Exercise:
If a line of the data below contains the string "table", count it, then state the total alone.

::::::::

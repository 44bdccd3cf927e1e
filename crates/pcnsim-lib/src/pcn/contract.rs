use super::hash_algorithm::HashAlgorithm;
use super::types::{ChannelId, ContractId, Hash256, NodeId, TransactionId};
use serde::{Deserialize, Serialize};
use strum::Display;
use thiserror::Error;
use tracing::debug;

/// Which payout table a contract follows.
#[derive(Copy, Clone, Debug, PartialEq, Eq, Hash, Serialize, Deserialize, Display)]
pub enum ContractKind {
    /// Refunds the payer by default, pays the payee only on the success secret.
    Forward,
    /// Pays the payee by default, either secret refunds the payer early.
    Cancellation,
}

/// The two secrets a receiver commits to for one payment.
#[derive(Copy, Clone, Debug, PartialEq, Eq, Hash, Serialize, Deserialize, Display)]
pub enum SecretKind {
    /// `x`, proves the payment was claimed.
    Success,
    /// `r`, aborts the payment.
    Cancellation,
}

#[derive(Copy, Clone, Debug, PartialEq, Eq, Serialize, Deserialize, Display)]
pub enum ContractOutcome {
    Pending,
    ResolvedSuccess,
    ResolvedCancel,
    ResolvedExpired,
    /// Withdrawn before it could be used, either rejected at admission or unwound
    /// with a failed route. Never moves funds.
    Invalidated,
}

impl ContractOutcome {
    pub fn is_pending(&self) -> bool {
        matches!(self, ContractOutcome::Pending)
    }
}

#[derive(Error, Debug, Clone, PartialEq, Eq)]
pub enum ContractError {
    #[error("Contract amount must be greater than 0")]
    ZeroAmount,
    #[error("Success and cancellation commitments must differ")]
    IdenticalCommitments,
    #[error("Contract {0} is already resolved as {1}")]
    AlreadyResolved(ContractId, ContractOutcome),
    #[error("Contract {id} expired at block {expiry}, current block {height}")]
    Expired { id: ContractId, expiry: u64, height: u64 },
    #[error("Secret does not match the {1} commitment of contract {0}")]
    SecretMismatch(ContractId, SecretKind),
}

/// The net value a resolution moves across the channel.
#[derive(Copy, Clone, Debug, Default, PartialEq, Eq)]
pub struct Payout {
    pub to_payee: u128,
    pub to_payer: u128,
}

#[derive(Clone, Debug)]
pub struct ContractParams {
    pub kind: ContractKind,
    pub amount: u128,
    pub hash_x: Hash256,
    pub hash_r: Hash256,
    pub hash_algorithm: HashAlgorithm,
    pub expiry: u64,
    pub channel_id: ChannelId,
    pub sender: NodeId,
    pub receiver: NodeId,
    pub transaction_id: Option<TransactionId>,
}

/// A hash and time locked transfer of `amount` from `sender` to `receiver` over
/// one channel, optionally decorated with a griefing penalty that the receiver
/// forfeits to the sender when it lets the contract expire.
#[derive(Clone, Debug, PartialEq, Eq, Serialize, Deserialize)]
pub struct Contract {
    pub id: ContractId,
    pub kind: ContractKind,
    pub amount: u128,
    pub penalty: u128,
    pub hash_x: Hash256,
    pub hash_r: Hash256,
    pub hash_algorithm: HashAlgorithm,
    pub expiry: u64,
    pub channel_id: ChannelId,
    pub sender: NodeId,
    pub receiver: NodeId,
    pub transaction_id: Option<TransactionId>,
    outcome: ContractOutcome,
    revealed: Option<(SecretKind, Hash256)>,
    penalty_applies: bool,
}

impl Contract {
    pub fn new(id: ContractId, params: ContractParams) -> Result<Self, ContractError> {
        if params.amount == 0 {
            return Err(ContractError::ZeroAmount);
        }
        if params.hash_x == params.hash_r {
            return Err(ContractError::IdenticalCommitments);
        }
        Ok(Self {
            id,
            kind: params.kind,
            amount: params.amount,
            penalty: 0,
            hash_x: params.hash_x,
            hash_r: params.hash_r,
            hash_algorithm: params.hash_algorithm,
            expiry: params.expiry,
            channel_id: params.channel_id,
            sender: params.sender,
            receiver: params.receiver,
            transaction_id: params.transaction_id,
            outcome: ContractOutcome::Pending,
            revealed: None,
            penalty_applies: false,
        })
    }

    /// Griefing-penalty decoration, composable with either kind.
    pub fn with_penalty(mut self, penalty: u128) -> Self {
        self.penalty = penalty;
        self
    }

    pub fn outcome(&self) -> ContractOutcome {
        self.outcome
    }

    pub fn is_pending(&self) -> bool {
        self.outcome.is_pending()
    }

    pub fn revealed_secret(&self) -> Option<(SecretKind, Hash256)> {
        self.revealed
    }

    pub fn commitment(&self, kind: SecretKind) -> Hash256 {
        match kind {
            SecretKind::Success => self.hash_x,
            SecretKind::Cancellation => self.hash_r,
        }
    }

    /// Which of the two secrets `commitment` refers to, if any.
    pub fn secret_kind_of(&self, commitment: &Hash256) -> Option<SecretKind> {
        if *commitment == self.hash_x {
            Some(SecretKind::Success)
        } else if *commitment == self.hash_r {
            Some(SecretKind::Cancellation)
        } else {
            None
        }
    }

    pub fn report_x(
        &mut self,
        secret: Hash256,
        height: u64,
    ) -> Result<ContractOutcome, ContractError> {
        self.report(SecretKind::Success, secret, height)
    }

    pub fn report_r(
        &mut self,
        secret: Hash256,
        height: u64,
    ) -> Result<ContractOutcome, ContractError> {
        self.report(SecretKind::Cancellation, secret, height)
    }

    /// The first valid reveal is final, later reports fail without touching the contract.
    pub fn report(
        &mut self,
        kind: SecretKind,
        secret: Hash256,
        height: u64,
    ) -> Result<ContractOutcome, ContractError> {
        if !self.is_pending() {
            return Err(ContractError::AlreadyResolved(self.id, self.outcome));
        }
        if height >= self.expiry {
            return Err(ContractError::Expired {
                id: self.id,
                expiry: self.expiry,
                height,
            });
        }
        if self.hash_algorithm.commit(&secret) != self.commitment(kind) {
            return Err(ContractError::SecretMismatch(self.id, kind));
        }
        self.outcome = match kind {
            SecretKind::Success => ContractOutcome::ResolvedSuccess,
            SecretKind::Cancellation => ContractOutcome::ResolvedCancel,
        };
        self.revealed = Some((kind, secret));
        debug!(
            "{} {} resolved as {} with {} secret",
            self.kind, self.id, self.outcome, kind
        );
        Ok(self.outcome)
    }

    /// Expires the contract if its deadline is reached. Returns whether it transitioned.
    pub fn check_expiry(&mut self, height: u64) -> bool {
        if !self.is_pending() || height < self.expiry {
            return false;
        }
        self.outcome = ContractOutcome::ResolvedExpired;
        self.penalty_applies = true;
        debug!("{} {} expired at block {}", self.kind, self.id, height);
        true
    }

    /// Forces a pending contract to its default outcome because its channel is closing.
    /// The penalty is only forfeited if the deadline had really passed.
    pub(crate) fn expire_on_close(&mut self, height: u64) -> bool {
        if !self.is_pending() {
            return false;
        }
        self.outcome = ContractOutcome::ResolvedExpired;
        self.penalty_applies = height >= self.expiry;
        true
    }

    pub(crate) fn invalidate(&mut self) -> bool {
        if !self.is_pending() {
            return false;
        }
        self.outcome = ContractOutcome::Invalidated;
        true
    }

    /// What the payer has to lock for this contract.
    pub fn payer_lock(&self) -> u128 {
        self.amount
    }

    /// What the payee has to lock, the griefing penalty.
    pub fn payee_lock(&self) -> u128 {
        self.penalty
    }

    /// The transfer dictated by the outcome, see the payout table of each kind.
    pub fn payout(&self) -> Payout {
        let pays_payee = match (self.kind, self.outcome) {
            (_, ContractOutcome::Pending) | (_, ContractOutcome::Invalidated) => false,
            (ContractKind::Forward, ContractOutcome::ResolvedSuccess) => true,
            (ContractKind::Forward, _) => false,
            (ContractKind::Cancellation, ContractOutcome::ResolvedExpired) => true,
            (ContractKind::Cancellation, _) => false,
        };
        let forfeits_penalty =
            self.outcome == ContractOutcome::ResolvedExpired && self.penalty_applies;
        Payout {
            to_payee: if pays_payee { self.amount } else { 0 },
            to_payer: if forfeits_penalty { self.penalty } else { 0 },
        }
    }
}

::::::::

Answer to this exercise:
2